Consider a CUDA program that has a memory leak – some device memory allocated using [font=“Courier New”]cudaMalloc()[/font] is not being freed using [font=“Courier New”]cudaFree()[/font].
In this case, is the CUDA device memory properly cleaned up after this leaky program has exited? Or does this leak persist even after the demise of the program and cause problems/slowups for later CUDA programs?
The reason I ask this is because I’m sometimes executing my code many times, single stepping through the host code and such. And suddenly on some invocation, the CUDA program starts to freeze up and then come back to normal after a few seconds. A few invocations after this, the CUDA program totally freezes the computer leaving me no choice but to reboot.
The only way I can explain this slow transition from normality to freezing up is if either me or the graphics driver is leaking memory on the device somehow over many invocations.
I’ve killed many processes doing CUDA work in a row, and not seen a leak. One thing to check is that the processes are actually dead. If you are building up an accumulation of zombie processes, they might continue to hold onto memory on the device even though they are not doing anything.
This doesn’t seem to be quite that clear cut. I’ve seen many instances where my allocated memory didn’t get free’d after a crash (or after I forgot to free it myself). A good general practice is to use cuMemGetInfo at the end of program to see if everything shut down nicely. (You might think “Hey, why not do it first thing when I start up?” Well, turns out that this is only returns the proper amount of free memory after the context is up, which may not be when I think it is, if you’re using the RT)
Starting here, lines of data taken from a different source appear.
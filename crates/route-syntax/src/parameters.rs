//! Parameter table extracted from a route pattern.

use indexmap::IndexMap;
use rowan::TextRange;
use serde::Serialize;

use crate::diagnostics::serialize_range;

/// A route parameter as the router would register it.
#[derive(Debug, Clone, PartialEq, Eq, Serialize)]
pub struct RouteParameter {
    pub name: String,
    /// `false` only for `{**name}` catch-alls.
    pub encode_slashes: bool,
    /// `Some("")` for `{name=}`.
    pub default_value: Option<String>,
    pub is_optional: bool,
    pub is_catch_all: bool,
    /// Policy references in source order, e.g. `["int", "min(1)"]`.
    pub policies: Vec<String>,
    /// Span of the whole `{...}` in the original source.
    #[serde(serialize_with = "serialize_range")]
    pub range: TextRange,
}

/// Parameters keyed by case-insensitive name, in pattern order.
#[derive(Debug, Clone, Default, PartialEq, Eq)]
pub struct ParameterTable {
    entries: IndexMap<String, RouteParameter>,
}

fn key(name: &str) -> String {
    name.to_lowercase()
}

impl ParameterTable {
    pub fn new() -> Self {
        Self::default()
    }

    /// Adds `parameter` unless a parameter with the same name (ignoring case) exists.
    /// Returns `false` in that case and keeps the existing entry.
    pub fn insert(&mut self, parameter: RouteParameter) -> bool {
        let key = key(&parameter.name);
        if self.entries.contains_key(&key) {
            return false;
        }
        self.entries.insert(key, parameter);
        true
    }

    pub fn get(&self, name: &str) -> Option<&RouteParameter> {
        self.entries.get(&key(name))
    }

    pub fn contains(&self, name: &str) -> bool {
        self.entries.contains_key(&key(name))
    }

    pub fn len(&self) -> usize {
        self.entries.len()
    }

    pub fn is_empty(&self) -> bool {
        self.entries.is_empty()
    }

    pub fn iter(&self) -> impl Iterator<Item = &RouteParameter> + '_ {
        self.entries.values()
    }
}

impl<'a> IntoIterator for &'a ParameterTable {
    type Item = &'a RouteParameter;
    type IntoIter = indexmap::map::Values<'a, String, RouteParameter>;

    fn into_iter(self) -> Self::IntoIter {
        self.entries.values()
    }
}

impl Serialize for ParameterTable {
    fn serialize<S: serde::Serializer>(&self, s: S) -> Result<S::Ok, S::Error> {
        s.collect_seq(self.entries.values())
    }
}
Coming back to the original problem: When the device almost runs out of memory, it can happen that it simply dies. I’m seeing this in some situations where I still have something like 8MB of VRAM unallocated and as soon as I start my kernel, the computer freezes. This is with valgrind-verified code, BTW.
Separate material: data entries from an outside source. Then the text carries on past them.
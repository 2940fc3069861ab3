use crate::RouteTree;

#[test]
fn stray_close_brace_in_literal() {
    let tree = crate::parse("a}b}c");

    insta::assert_snapshot!(tree.dump_cst(), @r#"
    CompilationUnit
      Segment
        Literal
          Text "a}b}c"
      EndOfFile ""
    "#);
    insta::assert_snapshot!(tree.dump_diagnostics(), @"error at 1..2: There is an incomplete parameter in the route template. Check that each '{' character has a matching '}' character.");
}

#[test]
fn question_mark_in_literal() {
    let res = RouteTree::expect_invalid("a?b");

    insta::assert_snapshot!(res, @"error at 0..3: The literal section 'a?b' is invalid. Literal sections cannot contain the '?' character.");
}

#[test]
fn slash_inside_parameter_name() {
    let tree = crate::parse("{a/b}");

    insta::assert_snapshot!(tree.dump_cst(), @r#"
    CompilationUnit
      Segment
        Parameter
          OpenBrace "{"
          NameParameterPart
            Text "a/b"
          CloseBrace "}"
      EndOfFile ""
    "#);
    insta::assert_snapshot!(tree.dump_diagnostics(), @"error at 2..3: The route parameter name 'a/b' is invalid. Route parameter names must be non-empty and cannot contain these characters: '{', '}', '/'. The '?' character marks a parameter as optional, and can occur only at the end of the parameter. The '*' character marks a parameter as catch-all, and can occur only at the start of the parameter.");
}

#[test]
fn question_mark_inside_parameter_name() {
    let res = RouteTree::expect_invalid("{a?b}");

    insta::assert_snapshot!(res, @"error at 2..3: The route parameter name 'a?b' is invalid. Route parameter names must be non-empty and cannot contain these characters: '{', '}', '/'. The '?' character marks a parameter as optional, and can occur only at the end of the parameter. The '*' character marks a parameter as catch-all, and can occur only at the start of the parameter.");
}

#[test]
fn empty_parameter() {
    let res = RouteTree::expect_invalid("{}");

    insta::assert_snapshot!(res, @"error at 0..2: The route parameter name '' is invalid. Route parameter names must be non-empty and cannot contain these characters: '{', '}', '/'. The '?' character marks a parameter as optional, and can occur only at the end of the parameter. The '*' character marks a parameter as catch-all, and can occur only at the start of the parameter.");
}

#[test]
fn catch_all_must_be_last() {
    let res = RouteTree::expect_invalid("{*a}/{b}");

    insta::assert_snapshot!(res, @"error at 0..4: A catch-all parameter can only appear as the last segment of the route template.");
}

#[test]
fn consecutive_parameters() {
    let tree = crate::parse("{a}{b}");

    insta::assert_snapshot!(tree.dump_cst(), @r#"
    CompilationUnit
      Segment
        Parameter
          OpenBrace "{"
          NameParameterPart
            Text "a"
          CloseBrace "}"
        Parameter
          OpenBrace "{"
          NameParameterPart
            Text "b"
          CloseBrace "}"
      EndOfFile ""
    "#);
    insta::assert_snapshot!(tree.dump_diagnostics(), @"error at 3..6: A path segment cannot contain two consecutive parameters. They must be separated by a '/' or by a literal string.");
}

#[test]
fn repeated_parameter_ignores_case() {
    let tree = crate::parse("{a}/{A}");

    insta::assert_snapshot!(tree.dump_diagnostics(), @"error at 4..7: The route parameter name 'A' appears more than one time in the route template.");
    insta::assert_snapshot!(tree.dump_parameters(), @"a [0..3]");
}

#[test]
fn optional_with_default_value() {
    let res = RouteTree::expect_invalid("{a=b?}");

    insta::assert_snapshot!(res, @"error at 0..6: An optional parameter cannot have default value.");
}

#[test]
fn optional_catch_all() {
    let res = RouteTree::expect_invalid("{*a?}");

    insta::assert_snapshot!(res, @"error at 0..5: A catch-all parameter cannot be marked optional.");
}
I used to have other weird "depends on the lunar phase’ kind of bugs with my 8600GT, which I was never able to attribute to anything. Sometimes, I would simply get repeated unspecified launch errors. Rebooting would always help, sometimes running another kernel was enough… It was serious voodoo-stuff. I considered getting some rubber chickens to sacrifice to the damn thing.
We’ve documented this behavior in other threads, and also (through the help of tmurray) found that all hardware released after (and including) Tesla C1060 does not exhibit the problem. It is an extremely rare, but extraordinarily annoying problem.
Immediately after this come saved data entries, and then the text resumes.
//! Semantic validation for the typed AST.
//!
//! Runs after parsing and appends to the lexical and structural diagnostics already
//! attached to tokens. Passes, in order:
//! - `~` at the start without a following `/`
//! - consecutive separators and consecutive parameters
//! - catch-all placement
//! - optional parameter placement inside complex segments
//! - parameter semantics, which also builds the parameter table
//! - empty replacement tokens

mod parameters;
mod structure;


use rowan::TextRange;

use crate::diagnostics::{Diagnostic, DiagnosticBuilder, DiagnosticKind, Diagnostics};
use crate::parameters::ParameterTable;
use crate::parser::Root;
use crate::text::VirtualCharSequence;

pub(crate) struct Validation {
    pub diagnostics: Diagnostics,
    pub parameters: ParameterTable,
}

/// Collects `raw` (token diagnostics in document order), then runs every pass over `root`.
pub(crate) fn validate(
    text: &VirtualCharSequence,
    root: &Root,
    raw: Vec<Diagnostic>,
) -> Validation {
    let mut validator = Validator {
        text,
        diagnostics: raw.into_iter().collect(),
        parameters: ParameterTable::new(),
    };

    validator.check_start(root);
    validator.check_consecutive_separators(root);
    validator.check_consecutive_parameters(root);
    validator.check_catch_all_placement(root);
    validator.check_optional_placement(root);
    validator.collect_parameters(root);
    validator.check_replacements(root);

    Validation {
        diagnostics: validator.diagnostics,
        parameters: validator.parameters,
    }
}

struct Validator<'a> {
    text: &'a VirtualCharSequence,
    diagnostics: Diagnostics,
    parameters: ParameterTable,
}

impl Validator<'_> {
    /// Reports `kind` at a tree range, mapped back to the original source.
    fn report(&mut self, kind: DiagnosticKind, range: TextRange) -> DiagnosticBuilder<'_> {
        let range = self.text.text_to_source(range);
        self.diagnostics.report(kind, range)
    }
}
Could you do a bandwidthtest for me? I am considering to replace all PC’s at my work with 285-equipped boxes. Good experiences are certainly recomforting before placing the order (as are very nice bandwidth numbers ;))
Sure. But be aware that I’m not on a PCIE 2.0 board. So Host<->Device is severely gimped. The one thing that is annoying about the card (and all 2xx cards) is that the profiler doesn’t tell you the number of uncoalesced memory accesses any more.
Other than that, it’s a really nice and fast piece of hardware.
Yes, but where before it was a boolean (coalesced or not) in 1.2 or higher devices you would need to have an indication of how many memory transactions were issued. Because a previously uncoalesced access can in >=1.2 generate between 1 and 16 transactions.